コロナ禍を経て、技能実習制度にも方向転換が

出入国在留管理庁のマッチング支援がうまくいかないのは、これまでの技能実習制度の問題点があぶりだされているからです。 日本政府はこれまで技能実習制度を「国際貢献」というスタンスで進めてきました。国際貢献の一環である以上、技能実習生は他職種へ転職できませんでした。 しかしコロナ禍をうけて、日本で働きたい技能実習生たちは出入国在留管理庁や自治体、監理団体のマッチング支援をうけて次の職種へ移動しつつあります。 コロナ禍での「実習生の転職」という想定外の事態を受けて、今後は技能実習制度そのものが大きな方向転換を余儀なくされるかもしれません。

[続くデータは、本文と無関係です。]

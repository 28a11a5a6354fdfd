use anyhow::Result;
use serde_json::json;

use openplate::models::config::Config;
use openplate::output;

pub fn run_show(human: bool) -> Result<()> {
    let config = Config::load()?;
    if human {
        let toml_str = toml::to_string_pretty(&config)?;
        println!("{}", toml_str);
    } else {
        let out = output::success("config", json!({ "config": config }));
        println!("{}", serde_json::to_string(&out)?);
    }
    Ok(())
}

pub fn run_set(key: &str, value: &str) -> Result<()> {
    let mut config = Config::load()?;
    config.set_key(key, value)?;
    config.save()?;

    let out = output::success("config", json!({ "key": key, "value": value }));
    println!("{}", serde_json::to_string(&out)?);
    Ok(())
}
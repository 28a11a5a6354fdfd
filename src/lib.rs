pub mod core;
pub mod models;
pub mod output;
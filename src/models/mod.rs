pub mod config;
pub mod nutrient;
pub mod progress;

pub use nutrient::{Nutrient, NutrientGoal};
pub use progress::{Band, MacroBreakdown, ProgressResult, Thresholds};
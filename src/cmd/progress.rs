use anyhow::Result;
use serde_json::json;

use openplate::core::intake::ensure_amount;
use openplate::core::progress::compute_progress;
use openplate::models::config::Config;
use openplate::models::nutrient::{Nutrient, NutrientGoal};
use openplate::output;
use openplate::output::human;

pub fn run(
    nutrient: &str,
    consumed: f64,
    goal: Option<f64>,
    burned: Option<f64>,
    ceiling: Option<f64>,
    human_flag: bool,
) -> Result<()> {
    let config = Config::load()?;
    let nutrient = config.resolve_nutrient(nutrient)?;
    if burned.is_some() && nutrient != Nutrient::Calories {
        anyhow::bail!("--burned only applies to calories, not {}", nutrient);
    }

    let consumed = ensure_amount("consumed", consumed)?;
    let goal_amount = match goal {
        Some(g) => ensure_amount("--goal", g)?,
        None => config.goal_for(nutrient),
    };
    let burned = match burned {
        Some(b) => ensure_amount("--burned", b)?,
        None => 0.0,
    };
    let ceiling = match ceiling {
        Some(c) => {
            if ensure_amount("--ceiling", c)? == 0.0 {
                anyhow::bail!("--ceiling must be greater than zero");
            }
            c
        }
        None => config.ceiling_for(nutrient),
    };
    let nutrient_goal = NutrientGoal::new(goal_amount, consumed).with_burned(burned);
    let result = compute_progress(&nutrient_goal, ceiling, &config.thresholds());

    if human_flag {
        println!("{}", human::format_progress(nutrient, &result));
    } else {
        let out = output::success(
            "progress",
            json!({
                "nutrient": nutrient,
                "unit": nutrient.unit(),
                "ceiling": ceiling,
                "burned": nutrient_goal.burned_amount,
                "color": result.band.color_hex(),
                "progress": result,
            }),
        );
        println!("{}", serde_json::to_string(&out)?);
    }
    Ok(())
}
use anyhow::Result;

use openplate::models::config::Config;

pub fn run() -> Result<()> {
    let mut config = Config::load()?;

    if config.aliases.is_empty() {
        config.aliases = Config::default_aliases();
    }

    config.save()?;
    println!("Config initialized at {:?}", Config::path());
    Ok(())
}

コロナ禍での技能実習生の一時帰国、日本への再入国はできる?

2020年6月11日

新型コロナウイルスの感染拡大を受け、世界中で「外国からの出入国の制限」が行われています。 日本でも入国が一次的に制限されている国があり、母国に一時帰国をしていた外国人技能実習生などが、実習継続のためであっても日本へ入れない事態が起きています。 ここでは「一時帰国後の再入国」「帰国困難な実習生のための在留資格“特定活動”」をご紹介しましょう。 現状ではいったん日本から出国してしまうと、実習期間の残っている実習生であっても再入国ができなくなります。 技能実習生の一時帰国の参考になさってください。

コロナが理由で実習が遅れる旨を出入国管理局へ届ける

日本からさまざまな事情で母国に一時帰国をした技能実習生。コロナウイルスの感染予防の観点から、諸外国からの入国制限の対象になることがあります。 そのため技能実習生が入国制限中の国に一時帰国滞在していると、実習生の職種にかかわらず日本へ再入国することができません。 当然、実習再開の時期が遅れてしまいますから、手続きをして「在留期間の変更」をしておく必要があります。 コロナ収束のタイミングで再入国→実習を再開したい場合は、以下の手続きが必要です。 ●1.コロナ禍のため実習生が入国できないことを、管轄の地方出入国在留管理官署へ申請する。 具体的には、「技能実習実施困難時届出書」「技能実習計画軽微変更届出書の写し」を提出 ●2.上記書類で在留期間の更新許可の申請をする。 これで実習生は、日本への入国制限がなくなってから再入国でき、実習再開が可能になります。

実習生の母国は、多くが入国制限対象になっている

では、具体的にどの国からの入国が制限されているのでしょうか。2020年6月3日現在、アジアでは以下の国が入国制限対象になっています。 「ベトナム、中国(香港及びマカオを含む。)、インドネシア、フィリピン、タイ、シンガポール、マレーシア、韓国、台湾、ブルネイ、インド、パキスタン、バングラデシュ、モルディブ」 上記の国に、日本入国申請日の14日以内に滞在歴がある場合は、特別永住者をのぞいて入国が許可されません。 技能実習生として日本出国時に「再入国許可」を取っていても入国できないのです。

帰国困難のため「特定活動」へ移行することもできる

このように技能実習生の一時期国に関する状況は、コロナ禍以前とは大きく変わっています。 帰国困難になり、日本で引き続き滞在を希望する技能実習生は、在留資格を「技能実習生→特定活動」へ変更することで最長1年間の在留が認められます。 一時帰国するかどうかは、実習生とよく話し合って決めましょう。 なお、状況は非常に流動的です。最新の情報は、管轄の地方出入国在留管理官署に確認してください。